User Input & Standard Input

Thomas J. Kennedy

Contents:

1 Simpler Than C++ & Java

To prompt the user for input Python, one need only use the input function, e.g.,

def main():

    color = input("Enter your favorite color: ")


if __name__ == "__main__":
    main()

Both C++…

int main(const int argc, const char* const* argv)
{
    std::string color;
    
    std::cout << "Enter your favorite color: "
    std::cin >> color;

    return 0;
}

and Java…

    public static void main(String... args)
    {
        Scanner inputStream = new Scanner(System.in);
        String color = null;

        System.out.print("Enter your favorite color: ");
        color = inputStream.next();
    }

require more steps.

2 Only Strings?

You are probably a bit concerned that I only demonstrated how to retrieve user input as a string. In Python (similar to Java and Rust), all user input is read in as a string that we then convert. C++ is a bit more interesting with its Stream Extraction Operator (operator>>).

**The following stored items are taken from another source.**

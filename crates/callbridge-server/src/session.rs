//! Call Session: one worker task per live call.
//!
//! The worker owns every piece of per-call state. The gateway talks to it only
//! through [`SessionHandle`], which feeds a single ordered inbound queue, and
//! the AI backend talks to it only through its [`BackendHandle`]. Nothing in
//! here is shared with other calls except the [`SessionRegistry`] entry.
//!
//! Lifecycle: `Starting -> Active -> Draining -> Closed`. `Starting` may skip
//! straight to `Draining` when the backend never comes up.

use crate::registry::SessionRegistry;
use callbridge_types::{
    BridgeEvent, CallState, MediaEnvelope, OutboundFrame, StartEnvelope, TenantConfig,
};
use callbridge_voice::codec::{self, BackendAudio, PcmChunk, MAX_FRAME_SAMPLES};
use callbridge_voice::{
    ActionContext, ActionSink, BackendCommand, BackendConnector, BackendEvent, BackendHandle,
    BackendSessionConfig, PromptBuilder, SideAction, VoiceError,
};
use chrono::{DateTime, Utc};
use serde_json::json;
use std::collections::VecDeque;
use std::future::Future;
use std::sync::atomic::{AtomicU64, Ordering};
use std::sync::Arc;
use std::time::Duration;
use thiserror::Error;
use tokio::sync::{broadcast, mpsc, watch, Notify};
use tokio::time::Instant;
use uuid::Uuid;

/// Runtime tuning shared by every call session.
#[derive(Debug, Clone, Copy)]
pub struct BridgeSettings {
    /// Prompt building plus backend connect must finish within this window.
    pub starting_timeout: Duration,
    /// Upper bound on flushing backend output once a call is draining.
    pub draining_grace: Duration,
    /// An active call with no inbound media for this long is closed.
    pub idle_timeout: Duration,
    /// Longest the worker waits on a full backend or provider queue before
    /// giving up on that peer.
    pub stall_timeout: Duration,
    pub sweep_interval: Duration,
    /// Media frames held while the backend connects.
    pub starting_buffer_frames: usize,
    pub session_queue_capacity: usize,
    pub outbound_queue_capacity: usize,
    /// RMS energy at or above which a caller frame is treated as speech.
    pub barge_in_rms_threshold: f64,
    /// Wire <-> backend sample-rate conversion.
    pub audio: BackendAudio,
}

/// Inbound work for a session, processed strictly in arrival order.
#[derive(Debug, Clone, PartialEq)]
pub enum SessionInput {
    Media(MediaEnvelope),
    /// The provider reached a playback marker.
    Mark(String),
    Stop,
    /// The provider's connection went away without a `stop`.
    SocketClosed,
}

/// Outbound work for a connection's writer task.
#[derive(Debug, Clone, PartialEq, Eq)]
pub enum WireCommand {
    Frame(OutboundFrame),
    /// Close the provider connection once everything before it is written.
    Close,
}

/// Published state of a session.
#[derive(Debug, Clone, Copy, PartialEq, Eq)]
pub struct SessionStatus {
    pub state: CallState,
    /// When the session entered `state`.
    pub since: Instant,
}

/// When the worker last finished a unit of work, readable without locking.
#[derive(Debug)]
struct Progress {
    epoch: Instant,
    elapsed_ms: AtomicU64,
}

impl Progress {
    fn new(epoch: Instant) -> Self {
        Self {
            epoch,
            elapsed_ms: AtomicU64::new(0),
        }
    }

    fn record(&self, at: Instant) {
        let ms = at.saturating_duration_since(self.epoch).as_millis() as u64;
        self.elapsed_ms.store(ms, Ordering::Relaxed);
    }

    fn last(&self) -> Instant {
        self.epoch + Duration::from_millis(self.elapsed_ms.load(Ordering::Relaxed))
    }
}

/// The session behind a handle no longer accepts input.
#[derive(Debug, Error)]
#[error("session for stream {0} is no longer accepting input")]
pub struct SessionClosed(pub String);

/// Collaborators a session needs, cloned from the application state.
#[derive(Clone)]
pub struct SessionDeps {
    pub connector: Arc<dyn BackendConnector>,
    pub prompts: Arc<dyn PromptBuilder>,
    pub actions: Arc<dyn ActionSink>,
    pub registry: SessionRegistry,
    pub events_tx: broadcast::Sender<BridgeEvent>,
    pub settings: BridgeSettings,
}

impl SessionDeps {
    fn emit(&self, event: BridgeEvent) {
        // No subscribers is the normal case outside tests.
        let _ = self.events_tx.send(event);
    }
}

/// Cheap, cloneable reference to a running session.
#[derive(Debug, Clone)]
pub struct SessionHandle {
    stream_id: String,
    session_id: Uuid,
    call_id: String,
    tenant_id: String,
    created_at: DateTime<Utc>,
    inbox: mpsc::Sender<SessionInput>,
    status: watch::Receiver<SessionStatus>,
    shutdown: Arc<Notify>,
    progress: Arc<Progress>,
}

Consider the following code snippet.

def main():

    price = input("What is the price of your favorite lunch? ")
    frequency = input("How many times a week do you have that lunch? ")

    price = float(price)
    frequency = int(frequency)

    print(f"On average you spend {price * frequency:.2f}")

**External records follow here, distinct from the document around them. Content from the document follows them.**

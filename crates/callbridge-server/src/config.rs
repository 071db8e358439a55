//! Bridge configuration: a TOML file with `CALLBRIDGE_*` environment overrides.

use crate::session::BridgeSettings;
use callbridge_voice::{BackendAudio, BackendConfig};
use serde::Deserialize;
use std::net::{IpAddr, Ipv4Addr};
use std::time::Duration;
use thiserror::Error;

/// Everything the bridge binary reads at startup.
#[derive(Debug, Clone, Default, Deserialize)]
pub struct Config {
    /// Server network settings.
    #[serde(default)]
    pub server: ServerConfig,

    /// Tenant store settings.
    #[serde(default)]
    pub database: DatabaseConfig,

    /// Logging settings.
    #[serde(default)]
    pub logging: LoggingConfig,

    /// AI voice backend connection.
    #[serde(default)]
    pub backend: BackendConfig,

    /// Per-call timeouts and queue bounds.
    #[serde(default)]
    pub bridge: BridgeConfig,

    /// Side-channel action delivery.
    #[serde(default)]
    pub actions: ActionsConfig,
}

/// Listen address for the provider WebSocket and the HTTP routes.
#[derive(Debug, Clone, Deserialize)]
pub struct ServerConfig {
    /// Host address to bind to.
    #[serde(default = "default_host")]
    pub host: IpAddr,

    /// Port to listen on.
    #[serde(default = "default_port")]
    pub port: u16,
}

/// Database configuration.
#[derive(Debug, Clone, Deserialize)]
pub struct DatabaseConfig {
    /// Path to the SQLite database file.
    #[serde(default = "default_db_path")]
    pub path: String,

    /// SQLite busy timeout applied to every pooled connection.
    #[serde(default = "default_busy_timeout_ms")]
    pub busy_timeout_ms: u64,

    /// Maximum number of pooled connections.
    #[serde(default = "default_pool_max_size")]
    pub pool_max_size: u32,

    /// How long a tenant lookup waits for a free pooled connection.
    #[serde(default = "default_acquire_timeout_ms")]
    pub acquire_timeout_ms: u64,
}

/// Logging configuration.
#[derive(Debug, Clone, Deserialize)]
pub struct LoggingConfig {
    /// Log level filter (e.g., "info", "debug", "callbridge_server=debug,info").
    #[serde(default = "default_log_level")]
    pub level: String,

    /// Whether to output logs in JSON format.
    #[serde(default)]
    pub json: bool,
}

/// Call bridge tuning.
#[derive(Debug, Clone, Deserialize)]
pub struct BridgeConfig {
    /// How long the AI backend has to connect before the call is declined.
    #[serde(default = "default_starting_timeout_ms")]
    pub starting_timeout_ms: u64,

    /// Flush window for in-flight backend audio once a call is draining.
    #[serde(default = "default_draining_grace_ms")]
    pub draining_grace_ms: u64,

    /// An active call with no inbound media for this long is closed.
    #[serde(default = "default_idle_timeout_secs")]
    pub idle_timeout_secs: u64,

    /// How long a full backend or provider queue may block a call before
    /// that peer is given up on.
    #[serde(default = "default_stall_timeout_ms")]
    pub stall_timeout_ms: u64,

    /// Period of the registry sweep.
    #[serde(default = "default_sweep_interval_secs")]
    pub sweep_interval_secs: u64,

    /// Media frames held while the backend connects.
    #[serde(default = "default_starting_buffer_frames")]
    pub starting_buffer_frames: usize,

    /// Depth of each session's inbound queue.
    #[serde(default = "default_session_queue_capacity")]
    pub session_queue_capacity: usize,

    /// Depth of each connection's outbound frame queue.
    #[serde(default = "default_outbound_queue_capacity")]
    pub outbound_queue_capacity: usize,

    /// RMS energy at or above which a caller frame counts as speech.
    #[serde(default = "default_barge_in_rms_threshold")]
    pub barge_in_rms_threshold: f64,
}

/// Where side-channel actions go.
#[derive(Debug, Clone, Default, Deserialize)]
pub struct ActionsConfig {
    /// Business-data webhook. Actions are only logged when unset.
    #[serde(default)]
    pub webhook_url: Option<String>,

    /// Request timeout for webhook delivery.
    #[serde(default = "default_webhook_timeout_ms")]
    pub webhook_timeout_ms: u64,
}

fn default_host() -> IpAddr {
    IpAddr::V4(Ipv4Addr::new(127, 0, 0, 1))
}

fn default_port() -> u16 {
    3000
}

fn default_db_path() -> String {
    "callbridge.db".to_string()
}

fn default_busy_timeout_ms() -> u64 {
    5_000
}

fn default_pool_max_size() -> u32 {
    8
}

fn default_acquire_timeout_ms() -> u64 {
    1_000
}

fn default_log_level() -> String {
    "info".to_string()
}

fn default_starting_timeout_ms() -> u64 {
    5_000
}

fn default_draining_grace_ms() -> u64 {
    2_000
}

fn default_idle_timeout_secs() -> u64 {
    30
}

fn default_stall_timeout_ms() -> u64 {
    2_000
}

fn default_sweep_interval_secs() -> u64 {
    15
}

fn default_starting_buffer_frames() -> usize {
    // 2 seconds of 20 ms frames
    100
}

fn default_session_queue_capacity() -> usize {
    512
}

fn default_outbound_queue_capacity() -> usize {
    512
}

fn default_barge_in_rms_threshold() -> f64 {
    900.0
}

fn default_webhook_timeout_ms() -> u64 {
    5_000
}

impl Default for ServerConfig {
    fn default() -> Self {
        Self {
            host: default_host(),
            port: default_port(),
        }
    }
}

impl Default for DatabaseConfig {
    fn default() -> Self {
        Self {
            path: default_db_path(),
            busy_timeout_ms: default_busy_timeout_ms(),
            pool_max_size: default_pool_max_size(),
            acquire_timeout_ms: default_acquire_timeout_ms(),
        }
    }
}

impl Default for LoggingConfig {
    fn default() -> Self {
        Self {
            level: default_log_level(),
            json: false,
        }
    }
}

impl Default for BridgeConfig {
    fn default() -> Self {
        Self {
            starting_timeout_ms: default_starting_timeout_ms(),
            draining_grace_ms: default_draining_grace_ms(),
            idle_timeout_secs: default_idle_timeout_secs(),
            stall_timeout_ms: default_stall_timeout_ms(),
            sweep_interval_secs: default_sweep_interval_secs(),
            starting_buffer_frames: default_starting_buffer_frames(),
            session_queue_capacity: default_session_queue_capacity(),
            outbound_queue_capacity: default_outbound_queue_capacity(),
            barge_in_rms_threshold: default_barge_in_rms_threshold(),
        }
    }
}

/// Why a configuration could not be loaded.
#[derive(Debug, Error)]
pub enum ConfigError {
    /// The file exists but could not be read.
    #[error("failed to read config file: {0}")]
    FileRead(#[from] std::io::Error),

    /// The file is not valid TOML for this schema.
    #[error("failed to parse config file: {0}")]
    Parse(#[from] toml::de::Error),

    /// A value parsed but is unusable.
    #[error("invalid configuration: {0}")]
    Invalid(String),
}

impl Config {
    /// Checks values that serde cannot.
    ///
    /// # Errors
    ///
    /// Returns `ConfigError::Invalid` naming the first bad field.
    pub fn validate(&self) -> Result<(), ConfigError> {
        let bridge = &self.bridge;
        let non_zero = [
            ("bridge.starting_timeout_ms", bridge.starting_timeout_ms),
            ("bridge.draining_grace_ms", bridge.draining_grace_ms),
            ("bridge.idle_timeout_secs", bridge.idle_timeout_secs),
            ("bridge.stall_timeout_ms", bridge.stall_timeout_ms),
            ("bridge.sweep_interval_secs", bridge.sweep_interval_secs),
            ("bridge.session_queue_capacity", bridge.session_queue_capacity as u64),
            ("bridge.outbound_queue_capacity", bridge.outbound_queue_capacity as u64),
            ("backend.connect_timeout_ms", self.backend.connect_timeout_ms),
            ("database.pool_max_size", self.database.pool_max_size as u64),
            ("database.acquire_timeout_ms", self.database.acquire_timeout_ms),
        ];
        for (field, value) in non_zero {
            if value == 0 {
                return Err(ConfigError::Invalid(format!("{field} must be non-zero")));
            }
        }
        if !bridge.barge_in_rms_threshold.is_finite() || bridge.barge_in_rms_threshold <= 0.0 {
            return Err(ConfigError::Invalid(
                "bridge.barge_in_rms_threshold must be a positive number".to_string(),
            ));
        }
        BackendAudio::new(self.backend.sample_rate)
            .map_err(|e| ConfigError::Invalid(format!("backend.sample_rate: {e}")))?;
        Ok(())
    }

    /// Runtime settings for call sessions.
    ///
    /// # Errors
    ///
    /// Returns `ConfigError::Invalid` if the backend sample rate is unsupported.
    pub fn bridge_settings(&self) -> Result<BridgeSettings, ConfigError> {
        let audio = BackendAudio::new(self.backend.sample_rate)
            .map_err(|e| ConfigError::Invalid(format!("backend.sample_rate: {e}")))?;
        let bridge = &self.bridge;
        Ok(BridgeSettings {
            starting_timeout: Duration::from_millis(bridge.starting_timeout_ms),
            draining_grace: Duration::from_millis(bridge.draining_grace_ms),
            idle_timeout: Duration::from_secs(bridge.idle_timeout_secs),
            stall_timeout: Duration::from_millis(bridge.stall_timeout_ms),
            sweep_interval: Duration::from_secs(bridge.sweep_interval_secs),
            starting_buffer_frames: bridge.starting_buffer_frames,
            session_queue_capacity: bridge.session_queue_capacity,
            outbound_queue_capacity: bridge.outbound_queue_capacity,
            barge_in_rms_threshold: bridge.barge_in_rms_threshold,
            audio,
        })
    }
}

/// Reads the config file, applies environment overrides, then validates.
///
/// A missing file is not an error: every section falls back to defaults.
///
/// Environment variable overrides:
/// - `CALLBRIDGE_HOST` overrides `server.host`
/// - `CALLBRIDGE_PORT` overrides `server.port`
/// - `CALLBRIDGE_DB_PATH` overrides `database.path`
/// - `CALLBRIDGE_LOG_LEVEL` overrides `logging.level`
/// - `CALLBRIDGE_LOG_JSON` overrides `logging.json` (set to "true" to enable)
/// - `CALLBRIDGE_BACKEND_URL` overrides `backend.url`
/// - `CALLBRIDGE_BACKEND_API_KEY` overrides `backend.api_key`
///
/// # Errors
///
/// Returns `ConfigError` if the file exists but cannot be read or parsed, or
/// if the resulting values fail validation.
pub fn load_config(path: Option<&str>) -> Result<Config, ConfigError> {
    let mut config = match path {
        Some(p) => match std::fs::read_to_string(p) {
            Ok(contents) => toml::from_str(&contents)?,
            Err(e) if e.kind() == std::io::ErrorKind::NotFound => {
                tracing::info!(path = p, "config file not found, using defaults");
                Config::default()
            }
            Err(e) => return Err(ConfigError::FileRead(e)),
        },
        None => Config::default(),
    };

    apply_env_overrides(&mut config);
    config.validate()?;
    Ok(config)
}

fn apply_env_overrides(config: &mut Config) {
    if let Ok(host) = std::env::var("CALLBRIDGE_HOST") {
        if let Ok(parsed) = host.parse() {
            config.server.host = parsed;
        }
    }
    if let Ok(port) = std::env::var("CALLBRIDGE_PORT") {
        if let Ok(parsed) = port.parse() {
            config.server.port = parsed;
        }
    }
    if let Ok(db_path) = std::env::var("CALLBRIDGE_DB_PATH") {
        config.database.path = db_path;
    }
    if let Ok(level) = std::env::var("CALLBRIDGE_LOG_LEVEL") {
        config.logging.level = level;
    }
    if let Ok(json) = std::env::var("CALLBRIDGE_LOG_JSON") {
        config.logging.json = json == "true" || json == "1";
    }
    if let Ok(url) = std::env::var("CALLBRIDGE_BACKEND_URL") {
        config.backend.url = url;
    }
    if let Ok(key) = std::env::var("CALLBRIDGE_BACKEND_API_KEY") {
        config.backend.api_key = key;
    }
}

if __name__ == "__main__":
    main()

Python actually lets us change the type of a variable… so price can start off as a str before be replaced with its parsed float value. We can actually simplify the code…

def main():

    price = float(input("What is the price of your favorite lunch? "))
    frequency = int(input("How many times a week do you have that lunch? "))

    print(f"On average you spend {price * frequency:.2f}")

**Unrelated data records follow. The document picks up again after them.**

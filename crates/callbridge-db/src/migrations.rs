//! Tenant store schema migrations, compiled into the binary.

use rusqlite::Connection;
use std::collections::HashSet;
use thiserror::Error;

struct Migration {
    name: &'static str,
    sql: &'static str,
}

/// Append only; names are the history keys.
const MIGRATIONS: &[Migration] = &[
    Migration {
        name: "000_init",
        sql: include_str!("migrations/000_init.sql"),
    },
    Migration {
        name: "001_tenants",
        sql: include_str!("migrations/001_tenants.sql"),
    },
    Migration {
        name: "002_phone_numbers",
        sql: include_str!("migrations/002_phone_numbers.sql"),
    },
];

#[derive(Debug, Error)]
pub enum MigrationError {
    #[error("migration '{name}' failed: {source}")]
    ExecutionFailed {
        name: String,
        source: rusqlite::Error,
    },

    #[error("failed to read migration history: {0}")]
    StateQuery(rusqlite::Error),
}

/// Brings the tenant store schema up to date.
///
/// Returns how many migrations this call applied; zero on an up-to-date
/// database.
///
/// # Errors
///
/// Returns `MigrationError` if the history cannot be read or a migration
/// fails. A failed migration leaves no partial schema behind.
pub fn run_migrations(conn: &Connection) -> Result<usize, MigrationError> {
    apply(conn, MIGRATIONS)
}

/// Names of the migrations already recorded, in the order they ran.
///
/// # Errors
///
/// Returns `MigrationError::StateQuery` if the history table is missing or
/// unreadable.
pub fn applied_migrations(conn: &Connection) -> Result<Vec<String>, MigrationError> {
    let mut stmt = conn
        .prepare("SELECT name FROM _callbridge_migrations ORDER BY id")
        .map_err(MigrationError::StateQuery)?;
    let names = stmt
        .query_map([], |row| row.get(0))
        .and_then(|rows| rows.collect::<Result<Vec<String>, _>>())
        .map_err(MigrationError::StateQuery)?;
    Ok(names)
}

fn apply(conn: &Connection, migrations: &[Migration]) -> Result<usize, MigrationError> {
    conn.execute_batch(
        "CREATE TABLE IF NOT EXISTS _callbridge_migrations (
            id INTEGER PRIMARY KEY AUTOINCREMENT,
            name TEXT NOT NULL UNIQUE,
            applied_at TEXT NOT NULL DEFAULT (datetime('now'))
        );",
    )
    .map_err(MigrationError::StateQuery)?;

    let done: HashSet<String> = applied_migrations(conn)?.into_iter().collect();
    let mut applied = 0;

    for migration in migrations.iter().filter(|m| !done.contains(m.name)) {
        tracing::info!(migration = migration.name, "applying migration");
        let failed = |source| MigrationError::ExecutionFailed {
            name: migration.name.to_string(),
            source,
        };

        // The schema change and its history row commit together.
        let tx = conn.unchecked_transaction().map_err(failed)?;
        tx.execute_batch(migration.sql).map_err(failed)?;
        tx.execute(
            "INSERT INTO _callbridge_migrations (name) VALUES (?1)",
            [migration.name],
        )
        .map_err(failed)?;
        tx.commit().map_err(failed)?;
        applied += 1;
    }

    if applied == 0 {
        tracing::debug!("tenant store schema is current");
    }
    Ok(applied)
}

if __name__ == "__main__":
    main()

We do not need to store the raw string values. We can (and in this case) should convert them immediately.

3 Computation in the Output

I bet that you found the output statement (at least) a little surprising.

    print(f"On average you spend {price * frequency:.2f}")

The Python f-string provides quite a bit of convenience… including embedding a larger expression. A more complete discussion of f-strings will be covered in an upcoming lecture.